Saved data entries
• • • • • • •
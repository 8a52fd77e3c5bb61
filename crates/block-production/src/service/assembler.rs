//! One assembly cycle: draft header, fresh work, transactions, uncles,
//! rewards, dispatch.

use super::{ControlState, Inner};
use crate::domain::{sort_by_price_and_nonce, LocalMinedBlocks, Work};
use crate::error::Result;
use crate::utils::unix_now;
use shared_types::{Address, Block, BlockHeader, Hash};
use std::collections::HashMap;
use std::sync::atomic::Ordering;
use std::sync::Arc;
use std::time::{Duration, Instant};
use tokio::sync::mpsc::error::TrySendError;
use tracing::{debug, info, trace};

impl Inner {
    /// Build the next candidate on top of the canonical head and hand it to
    /// the agents.
    #[tracing::instrument(skip_all)]
    pub(super) async fn assemble_next(&self) -> Result<()> {
        let state = self.state.lock().await;
        let mut uncles = self.uncles.lock().await;
        let mut current = self.current.lock().await;

        let started = Instant::now();
        let parent = self.deps.chain.current_block();

        let now = unix_now();
        let timestamp = now.max(parent.timestamp() + 1);
        if timestamp > now + self.config.max_future_secs {
            let wait = Duration::from_secs(timestamp - now);
            info!("[miner] We are too far in the future. Waiting for {:?}", wait);
            tokio::time::sleep(wait).await;
        }

        let header = self.draft_header(&state, &parent, timestamp);
        let previous = current.take();
        let mut work = match self.make_current(&parent, header, previous.as_deref()) {
            Ok(work) => work,
            Err(err) => {
                *current = previous;
                return Err(err);
            }
        };

        let pending = sort_by_price_and_nonce(self.deps.pool.pending());
        let outcome =
            work.commit_transactions(self.deps.executor.as_ref(), &pending, state.gas_price);
        self.deps.pool.remove_transactions(&work.evictions());
        self.post(outcome.events());

        let accepted = self.select_uncles(&mut work, &mut uncles);

        let mining = self.mining.load(Ordering::SeqCst);
        if mining {
            let mut view = work.state.lock();
            self.deps
                .rules
                .accumulate_rewards(&self.chain_config, &mut **view, &work.header, &accepted);
            work.header.state_root = view.intermediate_root(false);
        }

        let block = Block::new(
            work.header.clone(),
            work.txs.clone(),
            accepted.clone(),
            &work.receipts,
        );
        let number = block.number();
        work.block = Some(block);

        let took = started.elapsed();
        self.metrics.record_work(work.tcount, accepted.len(), took);
        if mining {
            info!(
                "[miner] commit new work on block {} with {} txs & {} uncles. Took {:?}",
                number,
                work.tcount,
                accepted.len(),
                took
            );
            if let Some(previous) = previous.as_deref() {
                self.log_local_mined_blocks(&state, &work, previous);
            }
        }

        let work = Arc::new(work);
        *current = Some(work.clone());
        self.push(&state, work);
        Ok(())
    }

    fn draft_header(&self, state: &ControlState, parent: &Block, timestamp: u64) -> BlockHeader {
        BlockHeader {
            parent_hash: parent.hash(),
            number: parent.number() + 1,
            difficulty: self.deps.rules.calc_difficulty(
                &self.chain_config,
                timestamp,
                parent.timestamp(),
                parent.number(),
                parent.difficulty(),
            ),
            gas_limit: self.deps.rules.calc_gas_limit(parent),
            gas_used: 0,
            coinbase: state.coinbase,
            extra_data: state.extra.clone(),
            timestamp,
            ..BlockHeader::default()
        }
    }

    /// Fresh work on the parent's committed state.
    fn make_current(
        &self,
        parent: &Block,
        header: BlockHeader,
        previous: Option<&Work>,
    ) -> Result<Work> {
        let view = self.deps.chain.state_at(parent.header.state_root)?;
        let local_mined = match previous {
            Some(previous) => previous.local_mined().clone(),
            None => LocalMinedBlocks::shared(self.config.confirmation_depth as usize + 1),
        };

        let mut work = Work::new(self.chain_config.clone(), header, view, local_mined);
        for ancestor in self
            .deps
            .chain
            .get_blocks_from_hash(&parent.hash(), self.config.ancestor_depth)
        {
            work.add_ancestor(&ancestor);
        }
        work.set_owned_accounts(self.deps.accounts.accounts());
        Ok(work)
    }

    /// Accept up to the configured number of uncles, dropping every
    /// candidate that fails.
    fn select_uncles(&self, work: &mut Work, pool: &mut HashMap<Hash, Block>) -> Vec<BlockHeader> {
        let mut accepted = Vec::new();
        let mut bad = Vec::new();

        for (hash, uncle) in pool.iter() {
            if accepted.len() == self.config.max_uncles {
                break;
            }
            match work.commit_uncle(&uncle.header) {
                Ok(()) => accepted.push(uncle.header.clone()),
                Err(err) => {
                    trace!("[miner] Bad uncle found and will be removed ({}): {}", hex::encode(&hash[..4]), err);
                    bad.push(*hash);
                }
            }
        }
        for hash in bad {
            pool.remove(&hash);
        }
        accepted
    }

    /// Report blocks that crossed the confirmation depth since the previous
    /// cycle.
    fn log_local_mined_blocks(&self, state: &ControlState, current: &Work, previous: &Work) {
        let depth = self.config.confirmation_depth;
        let from = previous
            .block()
            .map(Block::number)
            .unwrap_or(previous.header.number);
        let to = current.header.number;

        for check in from..to {
            let Some(inspect) = check.checked_sub(depth) else {
                continue;
            };
            if self.is_block_locally_mined(current, state.coinbase, inspect) {
                info!("[miner] 🔨 🔗  Mined {} blocks back: block #{}", depth, inspect);
                self.metrics.record_confirmed();
            }
        }
    }

    /// Whether `number` was sealed here and still pays `coinbase`. A hit is
    /// cleared from the ring so it is reported once.
    fn is_block_locally_mined(&self, current: &Work, coinbase: Address, number: u64) -> bool {
        if !current.local_mined().lock().take(number) {
            return false;
        }
        self.coinbase_of_canonical(number) == Some(coinbase)
    }

    /// Offer `work` to every agent that is accepting work.
    fn push(&self, state: &ControlState, work: Arc<Work>) {
        if !self.mining.load(Ordering::SeqCst) {
            return;
        }
        for agent in &state.agents {
            let Some(channel) = agent.work_channel() else {
                continue;
            };
            match channel.try_send(work.clone()) {
                Ok(()) => {
                    self.at_work.fetch_add(1, Ordering::SeqCst);
                }
                Err(TrySendError::Full(_)) => debug!("[miner] agent busy, work skipped"),
                Err(TrySendError::Closed(_)) => debug!("[miner] agent stopped, work skipped"),
            }
        }
    }
}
• • • • • • •
[REQUIRED WORK]:
Determine how many lines of the records above contain the word "match", and report only that number.

[OUTPUT]:
4